Final approval of the article: M.H. Eckman, J. Rosand, S.M. Greenberg, B.F. Gage.

Statistical expertise: M.H. Eckman, B.F. Gage.

Collection and assembly of data: M.H. Eckman.

Ann Intern Med. 2009;150(2):73-83. doi:10.7326/0003-4819-150-2-200901200-00005
Text Size: A A A

Background: Variants in genes involved in warfarin metabolism and sensitivity affect individual warfarin requirements and the risk for bleeding. Testing for these variant alleles might allow more personalized dosing of warfarin during the induction phase. In 2007, the U.S. Food and Drug Administration changed the labeling for warfarin (Coumadin, Bristol-Myers Squibb, Princeton, New Jersey), suggesting that clinicians consider genetic testing before initiating therapy.

Objective: To examine the cost-effectiveness of genotype-guided dosing versus standard induction of warfarin therapy for patients with nonvalvular atrial fibrillation.

Design: Markov state transition decision model.

Data Sources: MEDLINE searches and bibliographies from relevant articles of literature published in English.

Target Population: Outpatients or inpatients requiring initiation of warfarin therapy. The base case was a man age 69 years with newly diagnosed nonvalvular atrial fibrillation and no contraindications to warfarin therapy.

Time Horizon: Lifetime.

Perspective: Societal.

Intervention: Genotype-guided dosing consisting of genotyping for CYP2C9*2, CYP2C9*3, and/or VKORC1 versus standard warfarin induction.

Outcome Measures: Effectiveness was measured in quality-adjusted life-years (QALYs), and costs were in 2007 U.S. dollars.

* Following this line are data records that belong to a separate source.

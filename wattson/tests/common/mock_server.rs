use serde::Deserialize;
use std::collections::HashMap;
use std::fs;
use std::path::PathBuf;
use std::sync::Arc;
use std::time::Duration;
use wattson::route::History;
use wattson::session::SessionManager;
use wattson::store::{MemorySessionStore, StoredSession};
use wattson::types::{Credential, Identity};
use wattson::WattsonClient;
use wiremock::matchers::{method, path_regex, query_param};
use wiremock::{Mock, MockServer, ResponseTemplate};

#[derive(Deserialize)]
pub struct Fixture {
    #[serde(rename = "_meta")]
    pub meta: Option<FixtureMeta>,
    pub request: FixtureRequest,
    pub response: FixtureResponse,
}

#[derive(Deserialize)]
pub struct FixtureMeta {
    pub query: Option<HashMap<String, String>>,
}

#[derive(Deserialize)]
pub struct FixtureRequest {
    pub method: String,
    pub path_pattern: String,
}

#[derive(Deserialize)]
pub struct FixtureResponse {
    pub status_code: u16,
    pub body: serde_json::Value,
}

/// A signed-in or signed-out client wired to a mock backend.
pub struct Harness {
    pub client: WattsonClient,
    pub session: Arc<SessionManager>,
    pub store: Arc<MemorySessionStore>,
    pub history: Arc<History>,
}

pub struct WattsonMock {
    pub server: MockServer,
}

impl WattsonMock {
    pub async fn start() -> Self {
        Self {
            server: MockServer::start().await,
        }
    }

    fn fixtures_dir() -> PathBuf {
        PathBuf::from(env!("CARGO_MANIFEST_DIR")).join("tests/fixtures")
    }

    fn load_fixture(fixture_path: &str) -> Fixture {
        let full_path = Self::fixtures_dir().join(fixture_path);

        let content = fs::read_to_string(&full_path)
            .unwrap_or_else(|e| panic!("Failed to read fixture {}: {}", full_path.display(), e));

        serde_json::from_str(&content)
            .unwrap_or_else(|e| panic!("Failed to parse fixture {}: {}", full_path.display(), e))
    }

    #[allow(dead_code)]
    pub async fn mount_fixture(&self, fixture_path: &str) {
        self.mount_fixture_delayed(fixture_path, Duration::ZERO)
            .await;
    }

    pub async fn mount_fixture_delayed(&self, fixture_path: &str, delay: Duration) {
        let fixture = Self::load_fixture(fixture_path);

        let mut mock = Mock::given(method(fixture.request.method.as_str()))
            .and(path_regex(&fixture.request.path_pattern));

        if let Some(query) = fixture.meta.and_then(|meta| meta.query) {
            for (key, value) in query {
                mock = mock.and(query_param(key, value));
            }
        }

        mock.respond_with(
            ResponseTemplate::new(fixture.response.status_code)
                .set_body_json(&fixture.response.body)
                .set_delay(delay),
        )
        .mount(&self.server)
        .await;
    }

    pub fn base_url(&self) -> String {
        format!("{}/api/", self.server.uri())
    }

    fn harness(&self, store: MemorySessionStore) -> Harness {
        let store = Arc::new(store);
        let history = Arc::new(History::default());
        let session = Arc::new(SessionManager::new(store.clone(), history.clone()));
        session.initialize().expect("fresh session manager");
        let client = WattsonClient::new(session.clone()).with_base_url(self.base_url());
        Harness {
            client,
            session,
            store,
            history,
        }
    }

    #[allow(dead_code)]
    pub fn signed_out(&self) -> Harness {
        self.harness(MemorySessionStore::new())
    }

    #[allow(dead_code)]
    pub fn signed_in(&self, token: &str, username: &str) -> Harness {
        self.harness(MemorySessionStore::with_session(StoredSession {
            credential: Credential::new(token),
            identity: Identity::new(username),
        }))
    }
}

Results: In the base case, genotype-guided dosing resulted in better outcomes, but at a relatively high cost. Overall, the marginal cost-effectiveness of testing exceeded $170 000 per QALY. On the basis of current data and cost of testing (about $400), there is only a 10% chance that genotype-guided dosing is likely to be cost-effective (that is, <$50 000 per QALY). Sensitivity analyses revealed that for genetic testing to cost less than $50 000 per QALY, it would have to be restricted to patients at high risk for hemorrhage or meet the following optimistic criteria: prevent greater than 32% of major bleeding events, be available within 24 hours, and cost less than $200.

Limitation: Few published studies describe the effect of genotype-guided dosing on major bleeding events, and although these studies show a trend toward decreased bleeding, the results are not statistically significant.

Conclusion: Warfarin-related genotyping is unlikely to be cost-effective for typical patients with nonvalvular atrial fibrillation, but may be cost-effective in patients at high risk for hemorrhage who are starting warfarin therapy.

Funding: The National Institute of Diabetes and Digestive and Kidney Diseases; National Heart, Lung, and Blood Institute; Foundation for Informed Medical Decision Making; National Institutes of Neurological Disorders and Stroke; Deane Institute for Integrative Study of Atrial Fibrillation and Stroke; and American Heart Association.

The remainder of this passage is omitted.